Plaidoyer pour la brigade franco-allemande
Heureusement, Fillon a été plus positif (ou plus diplomate) que son ministre désarmant: « Nous sommes en réflexion ». Comme si cette réflexion n'aurait pas du être menée lors de l'élaboration du Livre Blanc.... Fillon, dans la foulée éprouve le besoin de juger  « intéressante » la proposition de Berlin de stationner des troupes allemandes en France. Une proposition qui sera étudiée « avec beaucoup d'ouverture », dit-il...Encore heureux. Mais quelles expressions maladroites, encore vis-à-vis de nos amis allemands. « Ouverture » pour quoi ? Vers quoi ? En quoi ?  Pour des principes et un vrai esprit européen ? Pour que les Allemands  passent à la caisse ? .  

« Ce que nous voulons, a rassuré Fillon, c'est faire franchir une étape supplémentaire à cette unité. Ce n'est pas naturellement au moment où nous voulons faire ces efforts que nous allons supprimer la brigade franco-allemande ». « Naturellement » !Ouf ! Mais quelle preuve  sinon d'improvisation du moins d'un manque de sérieux dans la préparation de « décisions » prises, comme trop d'autres, sans véritables évaluations prospectives sous tous les angles, y compris diplomatiques.

Heureusement, les derniers arbitrages, rendus publics ce matin, épargnent l'essentiel : la brigade franco-allemande survivra. La honte évitée donc. Mais pour combien de temps et dans quelles conditions ? Une occasion a été manquée de la renforcer (et avec elle l'Eurocorps), de la mettre au cœur d'une de ces « bases de défense »  qui ne constituent pas un mauvais concept. Mais nos stratèges politiques (même quand ils se recommandent de la famille du centre si fière de sedire « européenne ») n'inscrivent toujours pas suffisamment leurs raisonnement dans la dimension... européenne.

Daniel RIOT


REPERES

La brigade franco-allemande est une grande unité interarmes binationale dont les capacités sont sensiblement identiques à celles des brigades interarmes légères blindées.
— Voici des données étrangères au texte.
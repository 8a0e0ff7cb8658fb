//! Stage facade
//!
//! Sequences the pipeline stages for one ingestion or export run and turns
//! every failure into an outcome document. Each run opens its own database
//! connection and closes it before returning, whatever the result.

use chrono::Local;
use std::sync::Arc;
use tdk_common::types::{ExportOutcome, IngestOutcome};
use tracing::{error, info, warn};

use super::exporter::{fetch_table, write_output};
use super::loader::replace_contents;
use super::parser::DsvParser;
use super::sanitize::sanitize_columns;
use crate::config::PipelineSettings;
use crate::db::{close, ConnectionFactory};
use crate::error::PipelineResult;

/// Runs ingestion and export against one Target Table
#[derive(Debug)]
pub struct PipelineService {
    connector: Arc<ConnectionFactory>,
    settings: PipelineSettings,
    parser: DsvParser,
}

impl PipelineService {
    pub fn new(connector: Arc<ConnectionFactory>, settings: PipelineSettings) -> Self {
        Self {
            connector,
            settings,
            parser: DsvParser::new(),
        }
    }

    pub fn connector(&self) -> &Arc<ConnectionFactory> {
        &self.connector
    }

    pub fn settings(&self) -> &PipelineSettings {
        &self.settings
    }

    /// Replace the Target Table with the contents of the DSV file
    pub async fn ingest(&self) -> IngestOutcome {
        match self.run_ingest().await {
            Ok(outcome) => outcome,
            Err(e) => {
                error!(table = %self.settings.table_name, error = %e, "Ingestion failed");
                IngestOutcome::error(e.to_string())
            },
        }
    }

    /// Write the Target Table to today's output file
    pub async fn export(&self) -> ExportOutcome {
        match self.run_export().await {
            Ok(outcome) => outcome,
            Err(e) => {
                error!(table = %self.settings.table_name, error = %e, "Export failed");
                ExportOutcome::error(e.to_string())
            },
        }
    }

    async fn run_ingest(&self) -> PipelineResult<IngestOutcome> {
        let path = self.settings.input_path();
        let table = self.settings.table_name.as_str();
        info!(path = %path.display(), table, "Starting ingestion");

        let parser = self.parser;
        let parsed = tokio::task::spawn_blocking(move || parser.parse_file(&path)).await??;

        // The table is left untouched when there is nothing to load
        if parsed.records.is_empty() {
            warn!(table, "No data rows found in DSV file");
            return Ok(IngestOutcome::warning("No data rows found"));
        }

        let columns = sanitize_columns(&parsed.header);
        info!(columns = ?columns, "Sanitized column names");

        let mut conn = self.connector.connect().await?;
        let loaded = replace_contents(&mut conn, table, &columns, &parsed.records).await;
        close(conn).await;
        let rows = loaded?;

        let message = format!("Successfully ingested {} rows into {}", rows, table);
        info!("{}", message);
        Ok(IngestOutcome::success(message, rows))
    }

    async fn run_export(&self) -> PipelineResult<ExportOutcome> {
        let table = self.settings.table_name.as_str();
        info!(table, output_dir = %self.settings.output_dir.display(), "Starting export");

        let mut conn = self.connector.connect().await?;
        let fetched = fetch_table(&mut conn, table).await;
        close(conn).await;
        let result = fetched?;

        if result.is_empty() {
            warn!(table, "Query returned 0 rows");
            return Ok(ExportOutcome::warning(format!("No data found in {}", table)));
        }

        let today = Local::now().date_naive();
        let path = write_output(&result, &self.settings.output_dir, today).await?;
        let file_name = path
            .file_name()
            .map(|name| name.to_string_lossy().into_owned())
            .unwrap_or_default();

        let rows = result.row_count();
        let message = format!("Exported {} rows to {}", rows, path.display());
        info!("{}", message);
        Ok(ExportOutcome::success(message, rows, file_name))
    }
}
Elle participe aux efforts de rapprochement franco-allemands tant aux niveaux des hommes, que des équipements ou des règlements.

Elle est stationnée dans les garnisons de Müllheim-Vieux-Brisach, d'Immendingen, et de Donaueschingen-Villingen. Elle est la seule grande unité interarmes placée dès le temps de paix sous commandement opérationnel du Corps européen, dont elle constituera la capacité de réaction initiale.Elle comprend des unités françaises (110e RI, 3e RH), des unités allemandes (JgBtl292, PzArtBtl295 et PzPiKp550) et des unités mixtes (comme le BCS et la CEM). Elle fait partie du Corps européen. Elle totalise 5 000 hommes dans ses rangs

Les états-majors des deux parties arrêtent, au sein des organismes mixtes de coopération militaire, les décisions relatives à l'emploi, à la planification opérationnelle, à l'entraînement, à l'instruction et aux relations publiques de la brigade.